À medida que o tratamento avança, um vínculo de confiança cada vez mais forte vai sendo criado entre os pacientes e os profissionais do hospital. Isso porque, aos poucos, os pacientes vão percebendo que, assim como eles mesmos, aqueles profissionais também têm medo, têm família e, principalmente, assumiram muitos riscos para se dedicar a esse trabalho. “Esse vínculo é muito bom, quando conversamos com os pacientes eles expressam um sentimento muito genuíno de gratidão por toda a equipe, desde a faxineira até o médico. Então todos têm um trabalho fundamental, essencial e único”, afirma Clesia.

São tantas as manifestações de carinho e agradecimento, que foi preciso criar um “mural da gratidão” no hospital de campanha para acolher todas as cartinhas escritas pelos pacientes e por seus familiares.
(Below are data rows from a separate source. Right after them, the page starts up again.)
impl FromStr for ScaledDecimal {
    type Err = ParseDecimalError;

    /// Parses plain or scientific decimal notation, e.g. `-12.50` or
    /// `1.23e-5`.
    ///
    /// The exponent is folded into the scale; no binary floating point is
    /// involved. A positive exponent that exceeds the number of fractional
    /// digits produces a scale of zero.
    fn from_str(s: &str) -> Result<ScaledDecimal, ParseDecimalError> {
        let err = || ParseDecimalError::new(s);
        let (negative, rest) = match s.as_bytes().first() {
            Some(b'-') => (true, &s[1..]),
            Some(b'+') => (false, &s[1..]),
            _ => (false, s),
        };
        let (mantissa, exponent) = match rest.find(|c| c == 'e' || c == 'E') {
            Some(i) => {
                let exponent: i64 = rest[i + 1..].parse().map_err(|_| err())?;
                if exponent.abs() > MAX_PARSE_EXPONENT {
                    return Err(err());
                }
                (&rest[..i], exponent)
            }
            None => (rest, 0),
        };
        let (int, frac) = match mantissa.find('.') {
            Some(i) => (&mantissa[..i], &mantissa[i + 1..]),
            None => (mantissa, ""),
        };
        if int.is_empty() && frac.is_empty() {
            return Err(err());
        }
        if !int.bytes().chain(frac.bytes()).all(|b| b.is_ascii_digit()) {
            return Err(err());
        }
        let mut digits = String::with_capacity(int.len() + frac.len());
        digits.push_str(int);
        digits.push_str(frac);
        let mut value: BigInt = digits.parse().map_err(|_| err())?;
        if negative {
            value = -value;
        }
        let scale = frac.len() as i64 - exponent;
        if scale >= 0 {
            let scale = u32::try_from(scale).map_err(|_| err())?;
            Ok(ScaledDecimal::new(value, scale))
        } else {
            Ok(ScaledDecimal::new(value * pow10((-scale) as u32), 0))
        }
    }
}

impl PartialEq for ScaledDecimal {
    fn eq(&self, other: &ScaledDecimal) -> bool {
        self.cmp(other) == Ordering::Equal
    }
}

impl Eq for ScaledDecimal {}

impl PartialOrd for ScaledDecimal {
    fn partial_cmp(&self, other: &ScaledDecimal) -> Option<Ordering> {
        Some(self.cmp(other))
    }
}

impl Ord for ScaledDecimal {
    fn cmp(&self, other: &ScaledDecimal) -> Ordering {
        if self.scale == other.scale {
            return self.value.cmp(&other.value);
        }
        let (lhs, rhs, _) = self.aligned(other);
        lhs.cmp(&rhs)
    }
}

impl Hash for ScaledDecimal {
    fn hash<H>(&self, state: &mut H)
    where
        H: Hasher,
    {
        let d = self.reduce();
        d.value.hash(state);
        d.scale.hash(state);
    }
}

impl Neg for ScaledDecimal {
    type Output = ScaledDecimal;

    fn neg(self) -> ScaledDecimal {
        ScaledDecimal::new(-self.value, self.scale)
    }
}

impl<'a> Neg for &'a ScaledDecimal {
    type Output = ScaledDecimal;

    fn neg(self) -> ScaledDecimal {
        ScaledDecimal::new(-&self.value, self.scale)
    }
}

impl<'a> Add<&'a ScaledDecimal> for &'a ScaledDecimal {
    type Output = ScaledDecimal;

    fn add(self, rhs: &'a ScaledDecimal) -> ScaledDecimal {
        let (lhs, rhs, scale) = self.aligned(rhs);
        ScaledDecimal::new(lhs + rhs, scale)
    }
}

impl Add<ScaledDecimal> for ScaledDecimal {
    type Output = ScaledDecimal;

    fn add(self, rhs: ScaledDecimal) -> ScaledDecimal {
        &self + &rhs
    }
}

impl AddAssign<ScaledDecimal> for ScaledDecimal {
    fn add_assign(&mut self, rhs: ScaledDecimal) {
        *self = &*self + &rhs;
    }
}

impl<'a> Sub<&'a ScaledDecimal> for &'a ScaledDecimal {
    type Output = ScaledDecimal;

    fn sub(self, rhs: &'a ScaledDecimal) -> ScaledDecimal {
        let (lhs, rhs, scale) = self.aligned(rhs);
        ScaledDecimal::new(lhs - rhs, scale)
    }
}

impl Sub<ScaledDecimal> for ScaledDecimal {
    type Output = ScaledDecimal;

    fn sub(self, rhs: ScaledDecimal) -> ScaledDecimal {
        &self - &rhs
    }
}

impl SubAssign<ScaledDecimal> for ScaledDecimal {
    fn sub_assign(&mut self, rhs: ScaledDecimal) {
        *self = &*self - &rhs;
    }
}

impl<'a> Mul<&'a ScaledDecimal> for &'a ScaledDecimal {
    type Output = ScaledDecimal;

    /// Multiplies, then truncates the product towards zero to
    /// `max(self.scale(), rhs.scale())`.
    ///
    /// Digits beyond the larger operand scale are silently discarded: `1.5 *
    /// 1.5` is `2.2`, not `2.25`. Use [`ScaledDecimal::multiply_exact`] when
    /// every digit matters.
    fn mul(self, rhs: &'a ScaledDecimal) -> ScaledDecimal {
        let product = &self.value * &rhs.value;
        let scale = self.scale.max(rhs.scale);
        let dropped = self.scale.min(rhs.scale);
        // BigInt division truncates towards zero.
        ScaledDecimal::new(product / pow10(dropped), scale)
    }
}

impl Mul<ScaledDecimal> for ScaledDecimal {
    type Output = ScaledDecimal;

    fn mul(self, rhs: ScaledDecimal) -> ScaledDecimal {
        &self * &rhs
    }
}

impl Sum for ScaledDecimal {
    fn sum<I>(iter: I) -> ScaledDecimal
    where
        I: Iterator<Item = ScaledDecimal>,
    {
        iter.fold(ScaledDecimal::zero(), |acc, d| acc + d)
    }
}

impl<'a> Sum<&'a ScaledDecimal> for ScaledDecimal {
    fn sum<I>(iter: I) -> ScaledDecimal
    where
        I: Iterator<Item = &'a ScaledDecimal>,
    {
        iter.fold(ScaledDecimal::zero(), |acc, d| &acc + d)
    }
}

macro_rules! impl_from_int {
    ($($t:ty),*) => {
        $(
            impl From<$t> for ScaledDecimal {
                fn from(n: $t) -> ScaledDecimal {
                    ScaledDecimal::new(n, 0)
                }
            }
        )*
    };
}

impl_from_int!(i32, i64, i128, u32, u64, u128);

impl From<BigInt> for ScaledDecimal {
    fn from(n: BigInt) -> ScaledDecimal {
        ScaledDecimal::new(n, 0)
    }
}

/// A string known to hold a decimal number in plain positional notation:
/// an optional `-`, one or more digits, and optionally a `.` followed by one
/// or more digits.
///
/// This is the currency in which exact amounts are handed to display
/// formatters and serializers. It can only be obtained from a
/// [`ScaledDecimal`] or through [`DecimalString::new`], which validates.
#[derive(Debug, Clone, Eq, PartialEq, Hash)]
pub struct DecimalString(String);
São cartas que expressam a alegria da cura, da volta para casa e também essa gratidão pelo trabalho incansável dos profissionais.

Em uma delas, uma senhora conta: “Não tenho palavras para agradecer a equipe nota 10 desse hospital. Nunca fui tão bem tratada em toda a minha vida. […] Não são pessoas, são anjos que Deus selecionou para cuidar das pessoas nesta hora tão difícil”. Já em outra, um paciente afirma: “Vocês são verdadeiros heróis que formam um exército para combater esse mal nas nossas vidas, arriscando a de vocês, mas sempre felizes e, acima de tudo, fazendo com amor”.